Object ID
2019.2.312ab
Object Name
Correspondence
Date
7-3-1940
Files
Download Full Text (1.6 MB)
Description
a: Envelope “COMITÉ INTERNATIONAL DE LA CROIX-ROUGE-GENÈVE” addressed to “Mr. Alexander DISLER.” B: Document with Red Cross symbol in upper left corner, marked “Deutsches Rotes Kreuz,” stamped with date “10 AUG 1940” near top.
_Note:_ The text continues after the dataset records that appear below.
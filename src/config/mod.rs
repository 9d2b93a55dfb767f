//! Configuration management subsystem.
//!
//! # Data Flow
//! ```text
//! relay.toml (optional) + CLI overrides
//!     → loader.rs (parse & deserialize)
//!     → validation.rs (semantic checks)
//!     → RelayConfig (validated, immutable)
//!     → consumed once at startup
//! ```
//!
//! # Design Decisions
//! - Config is immutable once loaded; changes require a restart
//! - All fields have defaults to allow minimal configs
//! - Validation separates syntactic (serde) from semantic checks

pub mod loader;
pub mod schema;
pub mod validation;

pub use loader::{load_config, parse_config, ConfigError};
pub use schema::{
    ListenerConfig, LogFormat, ObservabilityConfig, RelayConfig, SecurityConfig, UpstreamConfig,
};
pub use validation::{validate_config, ValidationError};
Information Provided by Michael D. Bulmash:
Alexander Distler, Polish-born civil engineer and architect residing in Vienna, fled to Great Britain after Kristallnacht and was placed with other refugees in Kitchener Camp in Richborough Kent. Distler was one of 6,000 refugees to escape Germany, Austria, and Czechoslovakia for Great Britain. Britain’s fear of a war with Germany, however, meant that many of the refugees would be treated as possible “enemy aliens”. Distler would be deported to Canada and confined to Camp I. He had been in contact with his mother Franziska Distler in Vienna who was apparently unaware that “Aleksander” had relocated and was concerned that she had not heard from him. In one letter eventually reaching him in Camp I she expresses her sadness over the lack of communication and hopes he is well (2019.2.321ab). She asks him to be “lighthearted.” Messages within the Greater Germany (including Austria) were sent by way of the Red Cross and forwarded to their respective destinations. Only 25 words were allowed both front and back, and the mail was censored.
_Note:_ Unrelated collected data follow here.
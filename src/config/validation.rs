//! Configuration validation.
//!
//! Serde covers syntax; this covers value ranges and addresses. Every problem
//! is reported, not just the first.

use std::net::SocketAddr;

use thiserror::Error;
use url::Url;

use crate::config::schema::RelayConfig;

/// A single semantic problem in the configuration.
#[derive(Debug, Clone, PartialEq, Eq, Error)]
pub enum ValidationError {
    #[error("invalid {field} '{value}': not a socket address")]
    InvalidAddress { field: &'static str, value: String },

    #[error("invalid upstream.base_url '{0}'")]
    InvalidBaseUrl(String),

    #[error("upstream.auth_scheme must be a single non-empty word")]
    InvalidAuthScheme,

    #[error("listener.path_prefix '{0}' must start with '/' and not end with '/'")]
    InvalidPathPrefix(String),

    #[error("{0} must be greater than zero")]
    Zero(&'static str),
}

/// Check a deserialized config. Pure: no I/O.
pub fn validate_config(config: &RelayConfig) -> Result<(), Vec<ValidationError>> {
    let mut errors = Vec::new();

    if config.listener.bind_address.parse::<SocketAddr>().is_err() {
        errors.push(ValidationError::InvalidAddress {
            field: "listener.bind_address",
            value: config.listener.bind_address.clone(),
        });
    }

    let prefix = &config.listener.path_prefix;
    if !prefix.is_empty() && (!prefix.starts_with('/') || prefix.ends_with('/')) {
        errors.push(ValidationError::InvalidPathPrefix(prefix.clone()));
    }

    match Url::parse(&config.upstream.base_url) {
        Ok(url) if matches!(url.scheme(), "http" | "https") && !url.cannot_be_a_base() => {}
        _ => errors.push(ValidationError::InvalidBaseUrl(config.upstream.base_url.clone())),
    }

    let scheme = &config.upstream.auth_scheme;
    if scheme.is_empty() || scheme.chars().any(char::is_whitespace) {
        errors.push(ValidationError::InvalidAuthScheme);
    }

    if config.upstream.timeout_secs == Some(0) {
        errors.push(ValidationError::Zero("upstream.timeout_secs"));
    }
    if config.upstream.connect_timeout_secs == Some(0) {
        errors.push(ValidationError::Zero("upstream.connect_timeout_secs"));
    }
    if config.security.max_body_size == 0 {
        errors.push(ValidationError::Zero("security.max_body_size"));
    }

    if config.observability.metrics_enabled
        && config.observability.metrics_address.parse::<SocketAddr>().is_err()
    {
        errors.push(ValidationError::InvalidAddress {
            field: "observability.metrics_address",
            value: config.observability.metrics_address.clone(),
        });
    }

    if errors.is_empty() {
        Ok(())
    } else {
        Err(errors)
    }
}
//! Relay subsystem: the pass-through from caller to camera API.
//!
//! # Data Flow
//! ```text
//! POST /login/ | /cameras/ | /recordings/
//!     → request.rs (typed body, presence checks)
//!     → upstream.rs (one GET, PersonalAccessToken header)
//!     → http/response.rs (status + body copied back)
//! ```

pub mod error;
pub mod handlers;
pub mod request;
pub mod upstream;

pub use error::{RelayError, RelayResult, UpstreamError};
pub use upstream::{Endpoint, UpstreamClient, UpstreamResponse};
[Related items 2019.2.310 - 2019.2.323]
Dimensions
a: 4 1/2 x 6" b: 8 1/4 x 5 1/2"
Keywords
Alexander Distler, Franziska Distler, Internment Camp I, Canada
Subcollection
Distler, Personal
Recommended Citation
"Red Cross Correspondence from Franziska Distler in Nazi-Occupied Vienna to Alexander Distler, Interned in Camp I, Ottawa, Canada" (1940). Bulmash Family Holocaust Collection. 2019.2.312ab.